Jostling between datasets and academic theories, summary measures and aggregates, the journey to tap into the elusive story of gender and deprivation in India has not been an easy task for economists through the ages. Perhaps, in what could be loosely referred to as a case of inferential statistics, author and World Bank economist Shrayana Bhattacharya has captured stories of diverse women across various social and economic strata of the country to paint a larger picture of the state of affairs in her book, Desperately Seeking Sharukh: India’s Lonely Young Women and the Search for Intimacy and Independence.

In Bhattacharya’s own words, the book uses the “construct” of the Hindi film actor, Shahrukh Khan, as a research device to closely peer into the personal lives of migrant women, domestic workers, corporate and public servants, and even urban non-working women. For nearly 14 arduous years from 2006 onwards, she broached conversations with her research respondents, acquaintances, and strangers on mutual love for the actor, realizing over time how each discussion was deeper than just a description of his work and off-stage persona but a close peek into women’s own aspirations and changing beliefs. The reader gets an up-close glimpse into how Indian women perceive work, wages, social mobility, economic aspirations, employment, and other seemingly personal issues, like intimacy, loneliness, bargaining power within families, dignity, etc.  

As a case in point, the book’s first composite character- an upper-class working woman residing in an Indian metro, with a fine education and a well-paying job- peruses over the perils of succeeding in a predominantly male corporate setup, building one’s own fortune in the absence of land and generational wealth like a true “middle class”, and the freedom and perils of not pegging one’s identity to men or marriage. Brilliantly putting it into context, Bhattacharya equips the reader with 6 frameworks within which “middle class” has been defined by economists and how deep the income and wealth inequality fault lines run in the country. Where women’s access to education and employment are as strongly guarded as their ability to access public spaces and even entertainment- in that India she follows the lives of some women who managed to break through from a few shackles but get held back on others. The “hidden tax”, as economist Sendhil Mullainathan terms it, by refusing to acknowledge women’s economic successes or social ostracization forms the underlying theme of many such stories. One is left to ponder then if all the loneliness and unrequited emotional labor women perform in their personal relationships are not personal misgivings but the gift of a structurally unequal society!  Besides, not only does this inequality maim women’s minds and bodies but spills over to numbers and data that economists love most. Bhattacharya takes the reader on a very thought-provoking journey into the lives of women who are majorly, if not solely, invested severely into performing unpaid care work for families but are ironically never accounted for in the economy.

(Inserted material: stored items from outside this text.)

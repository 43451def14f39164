//! Core domain logic for homework problem sets.
//! This crate is the single source of truth for problem set invariants.

pub mod config;
pub mod db;
pub mod events;
pub mod logging;
pub mod model;
pub mod repo;
pub mod service;

pub use config::{load_config, parse_config, AppConfig, ConfigError, CourseConfig, DateSettings};
pub use events::{DateErrorEvent, SetErrorKind, SetEvent, SetEvents};
pub use logging::{default_log_level, init_logging, logging_status, LoggingError};
pub use model::problem::{Problem, ProblemId, ProblemList};
pub use model::problem_set::{
    field_description, DateField, DateOrderError, HideOption, IpRestriction, ModelError,
    ProblemSet, SetValidationError,
};
pub use repo::set_repo::{
    RepoError, RepoResult, SaveOutcome, SetRepository, SetSummary, SqliteSetRepository,
};
pub use service::problem_set_service::{ProblemSetService, ServiceError, ServiceResult};

/// Returns the core crate version.
pub fn core_version() -> &'static str {
    env!("CARGO_PKG_VERSION")
}

#[cfg(test)]
mod tests {
    use super::core_version;

    #[test]
    fn version_is_not_empty() {
        assert!(!core_version().is_empty());
    }
}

This and other ways official data upholds patriarchal dominance by neglecting home-based workers and informal laborers hits you hard each time the same data is invoked as the sole basis on which an understanding of deprivation hinges.

Shahrukh- the superstar who publicly claimed his rags to riches story, publicly admitted to building from scratch and battling feelings like loneliness and anxiety, and also publicly acknowledged the important role women played in his real-life aside from the reel life where his romances are categorized as more ‘interactive’ than of all others, is the combining glue for this oeuvre. Female fans who were interviewed displayed analogous revolutions in their own lives- from sacrificing traditional marriages and roles of damsels in distress for the joys and trials of independent economic life, reclaiming their right over consumption of entertainment and education, or even something that may seem as trivial as making a ‘pilgrimage’ to their icon’s bungalow without male company (yes, in India that is a big deal!).

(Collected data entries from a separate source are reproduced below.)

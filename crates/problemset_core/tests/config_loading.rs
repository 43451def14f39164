use chrono::NaiveTime;
use problemset_core::{load_config, ConfigError, ProblemSet};
use std::io::Write;

#[test]
fn load_config_drives_default_dates() {
    let mut file = tempfile::NamedTempFile::new().unwrap();
    write!(
        file,
        r#"
[course]
url_prefix = "/webwork3/api/"
course_id = "calc1"

[date_settings]
"pg{{timeAssignDue}}" = "02:00PM"
"pg{{assignOpenPriorToDue}}" = 1440
"pg{{answersOpenAfterDueDate}}" = 0
"pg{{ansEvalDefaults}}{{reducedScoringPeriod}}" = 0
timezone_offset = "+00:00"
"#
    )
    .unwrap();

    let config = load_config(file.path()).unwrap();
    assert_eq!(
        config.date_settings.due_time,
        NaiveTime::from_hms_opt(14, 0, 0).unwrap()
    );

    let mut set = ProblemSet::new("hw1", config.date_settings);
    set.set_default_dates(Some(1_710_460_800)).unwrap(); // 2024-03-15 00:00 UTC

    assert_eq!(set.due_date, Some(1_710_460_800 + 14 * 3600));
    assert_eq!(set.open_date, Some(1_710_460_800 - 10 * 3600));
    assert_eq!(
        set.url(&config.course),
        "/webwork3/api/courses/calc1/sets/hw1"
    );
}

#[test]
fn load_config_reports_missing_file() {
    let dir = tempfile::tempdir().unwrap();
    let err = load_config(dir.path().join("absent.toml")).unwrap_err();
    assert!(matches!(err, ConfigError::Io { .. }));
}

#[test]
fn load_config_rejects_bad_time_of_day() {
    let mut file = tempfile::NamedTempFile::new().unwrap();
    write!(
        file,
        r#"
[course]
url_prefix = "/api/"
course_id = "c"

[date_settings]
"pg{{timeAssignDue}}" = "noon-ish"
"#
    )
    .unwrap();

    let err = load_config(file.path()).unwrap_err();
    assert!(err.to_string().contains("pg{timeAssignDue}"));
}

Thus, in “seeking” Shahrukh, the many women who feature in this book show how with the help of technology, the economic liberalization of India in the 1990s, and the advent of social media India’s young women are slowly departing from the idea of marrying their Shahrukh(s) to becoming their own Shahrukh(s).

Discussions on cultural beliefs, aspirations, norms, and the things that catch the fancy of communities elude very many narratives of the development and evolution of emerging markets. This book fits right in to bandage that void. From the way urban, working women mirrored their fantasies of companionship that is more emotionally and financially equal to rural and immigrant women’s windows into the world outside, this book communicates the changing everyday dynamics of women’s engagement in economies by deconstructing a superstar’s fandom. Pardon me if my review does not appear academic enough- for even the book is not. It steers clear of any dry statement of facts and figures but rather attempts to put them into perspective and uncover the three-dimensional story behind.

By: Vrinda Saxena

‘I think we know very little about the changing lives of young women in India because we have stopped studying them for who they are. We know the heroines- the ones who fought against all odds and became leaders, and we know the victims. But the real change is taking place in between- the ordinary women who are dressing differently, who are spending more hours in school than ever before,

Read the full article…

Posted by at 1:59 PM

Labels: Book Reviews, Inclusive Growth

Book: India’s Industrial Policy and Performance

The recently published book, India’s Industrial Policy and Performance (2021), by Dr. Nitya Nanda (Director, Council for Social Development- a New Delhi-based think tank) assesses the performance of Indian industries from the perspectives of trade, investment, policy, and development incentives. Excerpts from its abstract:

“The book examines India’s key policy initiatives and economic and institutional plans through many decades and examines their short and long-term effects on industrial environment and performance. It measures India’s strategic policies and efforts to promote industrialization against similar initiatives in countries like Germany, Japan, South Korea, and Taiwan. The volume also contextualizes the performance of different sectors of industry such as automobiles, electronics and information technology, and pharmaceuticals, among others, within the larger framework of global economic scenario and competition.”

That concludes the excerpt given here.